--- START ---

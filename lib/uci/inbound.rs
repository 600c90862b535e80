use crate::chess::{Move, Position};
use crate::search::Depth;
use crate::uci::parser::*;
use derive_more::with_trait::{Display, Error};
use nom::branch::alt;
use nom::bytes::complete::tag;
use nom::character::complete::multispace1;
use nom::combinator::{eof, opt, rest};
use nom::multi::many0;
use nom::sequence::preceded;
use nom::Parser;
use std::time::Duration;

/// The `go` command parameters.
#[derive(Debug, Default, Clone, Eq, PartialEq)]
pub struct Go {
    pub depth: Option<Depth>,
    pub nodes: Option<u64>,
    pub movetime: Option<Duration>,
    pub mate: Option<u32>,
    pub wtime: Option<Duration>,
    pub btime: Option<Duration>,
    pub winc: Option<Duration>,
    pub binc: Option<Duration>,
    pub movestogo: Option<u32>,
    pub infinite: bool,
    pub ponder: bool,
    pub searchmoves: Vec<Move>,
}

/// A command received from the GUI.
#[derive(Debug, Clone, Eq, PartialEq)]
pub enum Inbound {
    Uci,
    IsReady,
    UciNewGame,
    Position(Box<Position>),
    Go(Box<Go>),
    Stop,
    PonderHit,
    Perft(u8),
    SetOption { name: String, value: Option<String> },
    Quit,
}

impl Inbound {
    /// An unbounded `go`.
    pub fn go_infinite() -> Self {
        Inbound::Go(Box::new(Go {
            infinite: true,
            ..Go::default()
        }))
    }
}

/// The reason why parsing a UCI command failed.
#[derive(Debug, Display, Clone, Eq, PartialEq, Error)]
#[display("failed to parse uci command `{_0}`")]
pub struct ParseUciError(#[error(not(source))] pub String);

/// Parses commands received from the GUI.
///
/// Move tokens are resolved against the legal moves of the position they
/// apply to, so only reachable positions ever leave this parser.
#[derive(Debug, Default, Clone)]
pub struct UciParser {
    position: Position,
}

impl UciParser {
    pub fn parse(&mut self, input: &str) -> Result<Inbound, ParseUciError> {
        let err = || ParseUciError(input.to_string());
        let input = input.trim();

        let simple = [
            ("ucinewgame", Inbound::UciNewGame),
            ("uci", Inbound::Uci),
            ("isready", Inbound::IsReady),
            ("ponderhit", Inbound::PonderHit),
            ("stop", Inbound::Stop),
            ("quit", Inbound::Quit),
        ];

        for (token, inbound) in simple {
            if input == token {
                return Ok(inbound);
            }
        }

        if let Ok(("", position)) = self.position(input) {
            self.position = position.clone();
            return Ok(Inbound::Position(Box::new(position)));
        }

        if let Ok(("", go)) = self.go(input) {
            return Ok(Inbound::Go(Box::new(go)));
        }

        if let Ok(("", plies)) = field("perft", t(int)).parse(input) {
            return Ok(Inbound::Perft(plies.clamp(0, 10) as u8));
        }

        if let Some(rest) = input.strip_prefix("setoption") {
            return Self::set_option(rest).ok_or_else(err);
        }

        Err(err())
    }

    fn set_option(input: &str) -> Option<Inbound> {
        let rest = input.trim().strip_prefix("name")?.trim();

        let (name, value) = match rest.split_once(" value ") {
            None => (rest, None),
            Some((name, value)) => (name, Some(value.trim().to_string())),
        };

        Some(Inbound::SetOption {
            name: name.trim().to_string(),
            value,
        })
    }

    fn position<'s>(&self, input: &'s str) -> nom::IResult<&'s str, Position> {
        let (rest, _) = t(tag("position")).parse(input)?;

        let (rest, mut position) = alt((
            t(tag("startpos")).map(|_| Position::default()),
            field(
                "fen",
                nom::combinator::map_res(
                    nom::bytes::complete::take_till(|c| c == 'm').map(str::trim),
                    |fen: &str| fen.parse::<Position>(),
                ),
            ),
        ))
        .parse(rest)?;

        let (rest, moves) = opt(preceded(
            t(tag("moves")),
            many0(preceded(opt(multispace1), word)),
        ))
        .parse(rest)?;

        for token in moves.unwrap_or_default() {
            match position.moves().into_iter().find(|m| m.to_string() == token) {
                None => {
                    return Err(nom::Err::Failure(nom::error::Error::new(
                        rest,
                        nom::error::ErrorKind::Verify,
                    )))
                }
                Some(m) => {
                    position.play(m);
                }
            }
        }

        let (rest, _) = eof.parse(rest.trim_start())?;
        Ok((rest, position))
    }

    fn go<'s>(&self, input: &'s str) -> nom::IResult<&'s str, Go> {
        let (mut rest, _) = t(tag("go")).parse(input)?;

        let mut go = Go::default();

        loop {
            if rest.trim().is_empty() {
                return Ok(("", go));
            }

            if let Ok((r, d)) = field("depth", t(int)).parse(rest) {
                go.depth = Some(d.clamp(1, i64::from(crate::search::MAX_PLY - 1)) as Depth);
                rest = r;
            } else if let Ok((r, n)) = field("nodes", t(int)).parse(rest) {
                go.nodes = Some(n.max(0) as u64);
                rest = r;
            } else if let Ok((r, d)) = field("movetime", t(millis)).parse(rest) {
                go.movetime = Some(d);
                rest = r;
            } else if let Ok((r, m)) = field("mate", t(int)).parse(rest) {
                go.mate = Some(m.max(0) as u32);
                rest = r;
            } else if let Ok((r, d)) = field("wtime", t(millis)).parse(rest) {
                go.wtime = Some(d);
                rest = r;
            } else if let Ok((r, d)) = field("btime", t(millis)).parse(rest) {
                go.btime = Some(d);
                rest = r;
            } else if let Ok((r, d)) = field("winc", t(millis)).parse(rest) {
                go.winc = Some(d);
                rest = r;
            } else if let Ok((r, d)) = field("binc", t(millis)).parse(rest) {
                go.binc = Some(d);
                rest = r;
            } else if let Ok((r, m)) = field("movestogo", t(int)).parse(rest) {
                go.movestogo = Some(m.max(1) as u32);
                rest = r;
            } else if let Ok((r, _)) = {
                let infinite: nom::IResult<&str, &str> = t(tag("infinite")).parse(rest);
                infinite
            } {
                go.infinite = true;
                rest = r;
            } else if let Ok((r, _)) = {
                let ponder: nom::IResult<&str, &str> = t(tag("ponder")).parse(rest);
                ponder
            } {
                go.ponder = true;
                rest = r;
            } else if let Ok((r, _)) = {
                let searchmoves: nom::IResult<&str, &str> = t(tag("searchmoves")).parse(rest);
                searchmoves
            } {
                let (r, tokens) = many0(preceded(opt(multispace1), word)).parse(r)?;
                for token in tokens {
                    match self
                        .position
                        .moves()
                        .into_iter()
                        .find(|m| m.to_string() == token)
                    {
                        None => break,
                        Some(m) => go.searchmoves.push(m),
                    }
                }

                rest = r;
            } else {
                // Ignore unknown tokens, per protocol custom.
                let (r, _) = preceded(opt(multispace1), rest_or_word).parse(rest)?;
                rest = r;
            }
        }
    }
}

fn rest_or_word(input: &str) -> nom::IResult<&str, &str> {
    alt((word, rest)).parse(input)
}

#[cfg(test)]
mod tests {
    use super::*;
    use crate::chess::Square;

    #[test]
    fn parses_simple_commands() {
        let mut parser = UciParser::default();
        assert_eq!(parser.parse("uci"), Ok(Inbound::Uci));
        assert_eq!(parser.parse("isready"), Ok(Inbound::IsReady));
        assert_eq!(parser.parse("ucinewgame"), Ok(Inbound::UciNewGame));
        assert_eq!(parser.parse("stop"), Ok(Inbound::Stop));
        assert_eq!(parser.parse("ponderhit"), Ok(Inbound::PonderHit));
        assert_eq!(parser.parse("quit"), Ok(Inbound::Quit));
    }

    #[test]
    fn parses_startpos_with_moves() {
        let mut parser = UciParser::default();
        let inbound = parser.parse("position startpos moves e2e4 e7e5").unwrap();

        let Inbound::Position(pos) = inbound else {
            panic!("expected a position");
        };

        assert_eq!(pos.role_on(Square::E4), Some(crate::chess::Role::Pawn));
        assert_eq!(pos.role_on(Square::E5), Some(crate::chess::Role::Pawn));
    }

    #[test]
    fn parses_fen_positions() {
        let mut parser = UciParser::default();
        let inbound = parser
            .parse("position fen 4k3/8/8/8/8/8/4P3/4K3 w - - 0 1")
            .unwrap();

        let Inbound::Position(pos) = inbound else {
            panic!("expected a position");
        };

        assert_eq!(pos.to_string(), "4k3/8/8/8/8/8/4P3/4K3 w - - 0 1");
    }

    #[test]
    fn rejects_illegal_moves() {
        let mut parser = UciParser::default();
        assert!(parser.parse("position startpos moves e2e5").is_err());
    }

    #[test]
    fn parses_go_parameters() {
        let mut parser = UciParser::default();
        let inbound = parser
            .parse("go depth 8 nodes 1000 movetime 250 mate 3")
            .unwrap();

        let Inbound::Go(go) = inbound else {
            panic!("expected go");
        };

        assert_eq!(go.depth, Some(8));
        assert_eq!(go.nodes, Some(1000));
        assert_eq!(go.movetime, Some(Duration::from_millis(250)));
        assert_eq!(go.mate, Some(3));
    }

    #[test]
    fn parses_clock_parameters() {
        let mut parser = UciParser::default();
        let inbound = parser
            .parse("go wtime 60000 btime 60000 winc 1000 binc 1000 movestogo 40")
            .unwrap();

        let Inbound::Go(go) = inbound else {
            panic!("expected go");
        };

        assert_eq!(go.wtime, Some(Duration::from_secs(60)));
        assert_eq!(go.movestogo, Some(40));
        assert!(!go.infinite);
    }

    #[test]
    fn parses_searchmoves_against_the_current_position() {
        let mut parser = UciParser::default();
        parser.parse("position startpos").unwrap();
        let inbound = parser.parse("go infinite searchmoves e2e4 d2d4").unwrap();

        let Inbound::Go(go) = inbound else {
            panic!("expected go");
        };

        assert!(go.infinite);
        assert_eq!(go.searchmoves.len(), 2);
    }

    #[test]
    fn parses_setoption() {
        let mut parser = UciParser::default();
        assert_eq!(
            parser.parse("setoption name MultiPV value 4"),
            Ok(Inbound::SetOption {
                name: "MultiPV".to_string(),
                value: Some("4".to_string()),
            })
        );

        assert_eq!(
            parser.parse("setoption name Clear Hash"),
            Ok(Inbound::SetOption {
                name: "Clear Hash".to_string(),
                value: None,
            })
        );
    }

    #[test]
    fn rejects_garbage() {
        let mut parser = UciParser::default();
        assert!(parser.parse("gibberish").is_err());
    }
}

--- END ---

(Your goal) Once you find the line with "use nom::branch::alt;" above, print it and every line after it up to and including the line with "the position they", exactly as written and nothing else.

(Answer to the exercise)
use nom::branch::alt;
use nom::bytes::complete::tag;
use nom::character::complete::multispace1;
use nom::combinator::{eof, opt, rest};
use nom::multi::many0;
use nom::sequence::preceded;
use nom::Parser;
use std::time::Duration;

/// The `go` command parameters.
#[derive(Debug, Default, Clone, Eq, PartialEq)]
pub struct Go {
    pub depth: Option<Depth>,
    pub nodes: Option<u64>,
    pub movetime: Option<Duration>,
    pub mate: Option<u32>,
    pub wtime: Option<Duration>,
    pub btime: Option<Duration>,
    pub winc: Option<Duration>,
    pub binc: Option<Duration>,
    pub movestogo: Option<u32>,
    pub infinite: bool,
    pub ponder: bool,
    pub searchmoves: Vec<Move>,
}

/// A command received from the GUI.
#[derive(Debug, Clone, Eq, PartialEq)]
pub enum Inbound {
    Uci,
    IsReady,
    UciNewGame,
    Position(Box<Position>),
    Go(Box<Go>),
    Stop,
    PonderHit,
    Perft(u8),
    SetOption { name: String, value: Option<String> },
    Quit,
}

impl Inbound {
    /// An unbounded `go`.
    pub fn go_infinite() -> Self {
        Inbound::Go(Box::new(Go {
            infinite: true,
            ..Go::default()
        }))
    }
}

/// The reason why parsing a UCI command failed.
#[derive(Debug, Display, Clone, Eq, PartialEq, Error)]
#[display("failed to parse uci command `{_0}`")]
pub struct ParseUciError(#[error(not(source))] pub String);

/// Parses commands received from the GUI.
///
/// Move tokens are resolved against the legal moves of the position they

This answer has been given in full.